| memshare-package | R Documentation |
This project extends 'R' with a mechanism for efficient parallel data access by utilizing 'C++' shared memory. Large data objects can be accessed and manipulated directly from 'R' without redundant copying, providing both speed and memory efficiency.
The DESCRIPTION file:
This package was not yet installed at build time.
Index: This package was not yet installed at build time.
If the user detaches the package, all handels are destroyed, meaning that all vairables of all namespaces are cleared as long as there is no other r thread still using the variables.
The two basic definitions are:
1. “Pages” are variables owned by the current compilation unit of the code (e.g., 'R' session or terminal that loaded the DLL). The pages are coded in Windows via 'MapViewOfFile' and on Unix via 'shm'+'mmap'.
2. “Views” are references to variables owned by another (or their own) compilation unit. The views are always 'ALTREP' wrappers for the pointers to the shared memory chunk.

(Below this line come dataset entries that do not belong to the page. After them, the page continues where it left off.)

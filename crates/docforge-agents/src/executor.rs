use std::time::Duration;

use docforge_providers::ProviderManager;
use docforge_quality::QualityController;

use crate::capability::StageCapability;
use crate::error::{AgentError, AgentResult};
use crate::types::{ParsedOutput, StageContext, StageInput};

const MIN_INPUT_LEN: usize = 10;
const DEFAULT_TIMEOUT: Duration = Duration::from_secs(120);

/// The parsed document plus the controller's verdict on it, mirroring the
/// original output contract where `validation` and `confidence_score` are
/// attached to the same object the content lives on.
#[derive(Debug, Clone)]
pub struct AgentOutput {
    pub parsed: ParsedOutput,
    pub validation: docforge_quality::ValidationResult,
    pub confidence_score: f64,
    pub processing_time_ms: i64,
}

/// Runs one stage end to end: validate input, compose the prompt, call the
/// provider under a bounded timeout, parse the raw response, and score it.
pub struct AgentExecutor {
    providers: ProviderManager,
    timeout: Duration,
}

impl AgentExecutor {
    pub fn new(providers: ProviderManager) -> Self {
        Self {
            providers,
            timeout: DEFAULT_TIMEOUT,
        }
    }

    pub fn with_timeout(mut self, timeout: Duration) -> Self {
        self.timeout = timeout;
        self
    }

    pub async fn execute(
        &self,
        ctx: &StageContext,
        input: &StageInput,
        context_excerpts: &[String],
        provider_id: Option<&str>,
        model_id: Option<&str>,
    ) -> AgentResult<AgentOutput> {
        if input.primary_text.trim().len() < MIN_INPUT_LEN {
            return Err(AgentError::InvalidInput(format!(
                "input must be at least {MIN_INPUT_LEN} characters"
            )));
        }

        let capability = StageCapability::for_stage(ctx.stage);
        let prompt = format!(
            "{}\n\n{}",
            capability.system_prompt(ctx),
            capability.task_description(input, context_excerpts)
        );

        let started = std::time::Instant::now();
        let completion = tokio::time::timeout(self.timeout, self.providers.complete(provider_id, &prompt, model_id))
            .await
            .map_err(|_| AgentError::Timeout {
                timeout_secs: self.timeout.as_secs(),
            })?
            .map_err(|e| AgentError::Provider(e.into()))?;
        let processing_time_ms = started.elapsed().as_millis() as i64;

        let parsed = capability.parse(&completion.text);
        let validation = QualityController.validate(&parsed.content, ctx.stage);

        Ok(AgentOutput {
            confidence_score: validation.score,
            parsed,
            validation,
            processing_time_ms,
        })
    }
}

#[cfg(test)]
mod tests {
    use super::*;
    use docforge_providers::AppConfig;
    use docforge_types::execution::Stage;
    use uuid::Uuid;

    fn ctx(stage: Stage) -> StageContext {
        StageContext {
            tenant_id: Uuid::new_v4(),
            project_id: Uuid::new_v4(),
            correlation_id: docforge_types::CorrelationId::new(),
            stage,
            language: "en".to_string(),
            user_id: Uuid::new_v4(),
        }
    }

    #[tokio::test]
    async fn rejects_input_below_minimum_length() {
        let executor = AgentExecutor::new(ProviderManager::new(AppConfig::default()));
        let input = StageInput {
            primary_text: "short".to_string(),
            ..Default::default()
        };
        let err = executor
            .execute(&ctx(Stage::Analyst), &input, &[], None, None)
            .await
            .unwrap_err();
        assert!(matches!(err, AgentError::InvalidInput(_)));
    }

    #[tokio::test]
    async fn runs_against_local_echo_provider_and_produces_a_score() {
        let config = AppConfig {
            allow_local_echo_fallback: true,
            ..AppConfig::default()
        };
        let executor = AgentExecutor::new(ProviderManager::new(config));
        let input = StageInput {
            primary_text: "A marketplace connecting local farmers with nearby restaurants.".to_string(),
            ..Default::default()
        };
        let output = executor
            .execute(&ctx(Stage::Analyst), &input, &[], None, None)
            .await
            .unwrap();
        assert!(output.confidence_score >= 0.0);
        assert!(!output.parsed.content.is_empty());
    }

    #[tokio::test]
    async fn timeout_of_zero_always_fails() {
        let executor = AgentExecutor::new(ProviderManager::new(AppConfig::default())).with_timeout(Duration::from_nanos(1));
        let input = StageInput {
            primary_text: "A marketplace connecting local farmers with nearby restaurants.".to_string(),
            ..Default::default()
        };
        let err = executor
            .execute(&ctx(Stage::Analyst), &input, &[], None, None)
            .await
            .unwrap_err();
        assert!(matches!(err, AgentError::Timeout { .. }));
    }
}
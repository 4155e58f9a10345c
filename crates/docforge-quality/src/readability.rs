//! Flesch-Reading-Ease-derived readability scoring. Never fails the overall
//! validation: on degenerate input (e.g. empty content) it returns a
//! neutral, passing result rather than propagating an error.

use crate::result::ValidationResult;
use crate::validator::ContentValidator;

const TARGET_GRADE_LEVEL: f64 = 12.0;
const MIN_READING_EASE: f64 = 30.0;

pub struct ReadabilityValidator;

struct TextMetrics {
    sentence_count: usize,
    word_count: usize,
    syllable_count: usize,
}

impl ContentValidator for ReadabilityValidator {
    fn name(&self) -> &'static str {
        "readability"
    }

    fn validate(&self, content: &str) -> ValidationResult {
        let metrics = extract_metrics(content);
        if metrics.word_count == 0 || metrics.sentence_count == 0 {
            return ValidationResult::neutral("Readability analysis unavailable");
        }

        let avg_sentence_length = metrics.word_count as f64 / metrics.sentence_count as f64;
        let flesch_ease = 206.835
            - 1.015 * avg_sentence_length
            - 84.6 * (metrics.syllable_count as f64 / metrics.word_count as f64);
        let flesch_grade =
            0.39 * avg_sentence_length + 11.8 * (metrics.syllable_count as f64 / metrics.word_count as f64) - 15.59;

        let mut suggestions = Vec::new();
        if flesch_ease < MIN_READING_EASE {
            suggestions.push("Content may be too complex - consider shorter sentences".to_string());
        }
        if flesch_grade > TARGET_GRADE_LEVEL + 2.0 {
            suggestions.push("Grade level is high - consider simpler vocabulary".to_string());
        }
        if avg_sentence_length > 25.0 {
            suggestions.push("Average sentence length is high - break up long sentences".to_string());
        }

        let ease_score = (flesch_ease / 60.0).clamp(0.0, 1.0);
        let grade_score = (1.0 - (flesch_grade - TARGET_GRADE_LEVEL) / 10.0).max(0.0);
        let length_score = (metrics.word_count as f64 / 1000.0).min(1.0);
        let avg_syllables_per_word = metrics.syllable_count as f64 / metrics.word_count as f64;
        let syllable_score = (1.0 - (avg_syllables_per_word - 1.5) / 2.0).max(0.0);

        let overall_score = (ease_score + grade_score + length_score + syllable_score) / 4.0;

        ValidationResult {
            passed: overall_score >= 0.6,
            score: overall_score,
            details: serde_json::json!({
                "flesch_reading_ease": flesch_ease,
                "flesch_kincaid_grade": flesch_grade,
                "avg_sentence_length": avg_sentence_length,
                "word_count": metrics.word_count,
                "syllable_count": metrics.syllable_count,
            }),
            missing_sections: Vec::new(),
            suggestions,
        }
    }
}

fn extract_metrics(content: &str) -> TextMetrics {
    let sentences: Vec<&str> = content
        .split(|c| c == '.' || c == '!' || c == '?')
        .map(str::trim)
        .filter(|s| !s.is_empty())
        .collect();

    let mut word_count = 0;
    let mut syllable_count = 0;
    for sentence in &sentences {
        for word in sentence.split_whitespace() {
            let word: String = word.chars().filter(|c| c.is_alphanumeric()).collect();
            if word.is_empty() {
                continue;
            }
            word_count += 1;
            syllable_count += count_syllables(&word);
        }
    }

    TextMetrics {
        sentence_count: sentences.len(),
        word_count,
        syllable_count,
    }
}

/// Simplified vowel-group heuristic, not a dictionary lookup.
fn count_syllables(word: &str) -> usize {
    let word = word.to_lowercase();
    let vowels = ['a', 'e', 'i', 'o', 'u', 'y'];

    let mut count = 0;
    let mut previous_was_vowel = false;
    for ch in word.chars() {
        let is_vowel = vowels.contains(&ch);
        if is_vowel && !previous_was_vowel {
            count += 1;
        }
        previous_was_vowel = is_vowel;
    }
    if word.ends_with('e') && count > 1 {
        count -= 1;
    }
    count.max(1)
}

#[cfg(test)]
mod tests {
    use super::*;

    #[test]
    fn empty_content_returns_neutral_passing_result() {
        let result = ReadabilityValidator.validate("");
        assert!(result.passed);
        assert_eq!(result.score, 0.7);
    }

    #[test]
    fn plain_short_sentences_score_reasonably() {
        let content = "The cat sat. The dog ran. Birds fly high. Fish swim fast.".repeat(10);
        let result = ReadabilityValidator.validate(&content);
        assert!(result.score > 0.0);
    }

    #[test]
    fn count_syllables_never_returns_zero() {
        assert_eq!(count_syllables("a"), 1);
        assert_eq!(count_syllables("strength"), 1);
        assert!(count_syllables("beautiful") >= 2);
    }
}
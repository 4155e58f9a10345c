use chrono::{DateTime, Utc};
use serde::{Deserialize, Serialize};
use uuid::Uuid;

/// Document type enumeration for the four-stage workflow.
#[derive(Debug, Clone, Copy, PartialEq, Eq, Hash, Serialize, Deserialize)]
#[serde(rename_all = "snake_case")]
pub enum DocumentType {
    /// Stage 1: Business Analysis.
    About,
    /// Stage 2: Engineering Standards.
    Specs,
    /// Stage 3: Solution Architecture.
    Architecture,
    /// Stage 4: Implementation Planning (overview).
    PlanOverview,
    /// Stage 4: Implementation Planning (individual epic).
    PlanEpic,
}

impl DocumentType {
    pub fn as_str(self) -> &'static str {
        match self {
            DocumentType::About => "about",
            DocumentType::Specs => "specs",
            DocumentType::Architecture => "architecture",
            DocumentType::PlanOverview => "plan_overview",
            DocumentType::PlanEpic => "plan_epic",
        }
    }

    /// `plan_epic` is the only type keyed by `epic_number` instead of by type alone.
    pub fn is_epic(self) -> bool {
        matches!(self, DocumentType::PlanEpic)
    }
}

impl std::fmt::Display for DocumentType {
    fn fmt(&self, f: &mut std::fmt::Formatter<'_>) -> std::fmt::Result {
        write!(f, "{}", self.as_str())
    }
}

#[derive(Debug, Clone, Serialize, Deserialize)]
pub struct DocumentVersion {
    pub id: Uuid,
    pub tenant_id: Uuid,
    pub project_id: Uuid,
    pub document_type: DocumentType,
    pub version: i64,
    pub title: String,
    pub content: String,
    pub epic_number: Option<i64>,
    pub epic_name: Option<String>,
    #[serde(default)]
    pub metadata: serde_json::Value,
    pub created_by: Uuid,
    pub created_at: DateTime<Utc>,
    pub is_deleted: bool,
}
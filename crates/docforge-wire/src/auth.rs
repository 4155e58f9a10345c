use serde::{Deserialize, Serialize};
use uuid::Uuid;

#[derive(Debug, Clone, Deserialize)]
pub struct RegisterRequest {
    pub email: String,
    pub username: String,
    pub password: String,
    /// Present only when joining an existing tenant; absent creates a new one.
    #[serde(default)]
    pub tenant_slug: Option<String>,
}

#[derive(Debug, Clone, Deserialize)]
pub struct LoginRequest {
    pub email: String,
    pub password: String,
}

#[derive(Debug, Clone, Deserialize)]
pub struct RefreshRequest {
    pub refresh_token: String,
}

#[derive(Debug, Clone, Serialize)]
pub struct TokenPairResponse {
    pub access_token: String,
    pub refresh_token: String,
    pub token_type: &'static str,
    pub expires_in: i64,
}

#[derive(Debug, Clone, Serialize)]
pub struct UserResponse {
    pub id: Uuid,
    pub tenant_id: Uuid,
    pub email: String,
    pub username: String,
    pub is_superuser: bool,
}

#[derive(Debug, Clone, Deserialize)]
pub struct ValidateTokenRequest {
    pub token: String,
}

#[derive(Debug, Clone, Serialize)]
pub struct ValidateTokenResponse {
    pub valid: bool,
    pub user_id: Option<Uuid>,
    pub tenant_id: Option<Uuid>,
}

#[derive(Debug, Clone, Serialize)]
pub struct BlacklistStatsResponse {
    pub blacklisted_tokens: i64,
    pub blacklisted_users: i64,
}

3. "namespace" are character of length 1 called here strings, that define the identifier of the shared memory context allowing the initialize shared variables.
Safety
R itself is designed around a single-threaded C API, which means that internal R functions and memory management cannot be called safely from multiple threads at the same time. Each worker process created by parallel runs its own independent R interpreter, so ordinary R code is safe as long as all R-level operations happen inside one worker at a time.
However, shared-memory buffers created by memshare are visible to multiple
R sessions simultaneously. These buffers are intended to be read-shared:
many workers can read the same matrix or vector concurrently without conflict.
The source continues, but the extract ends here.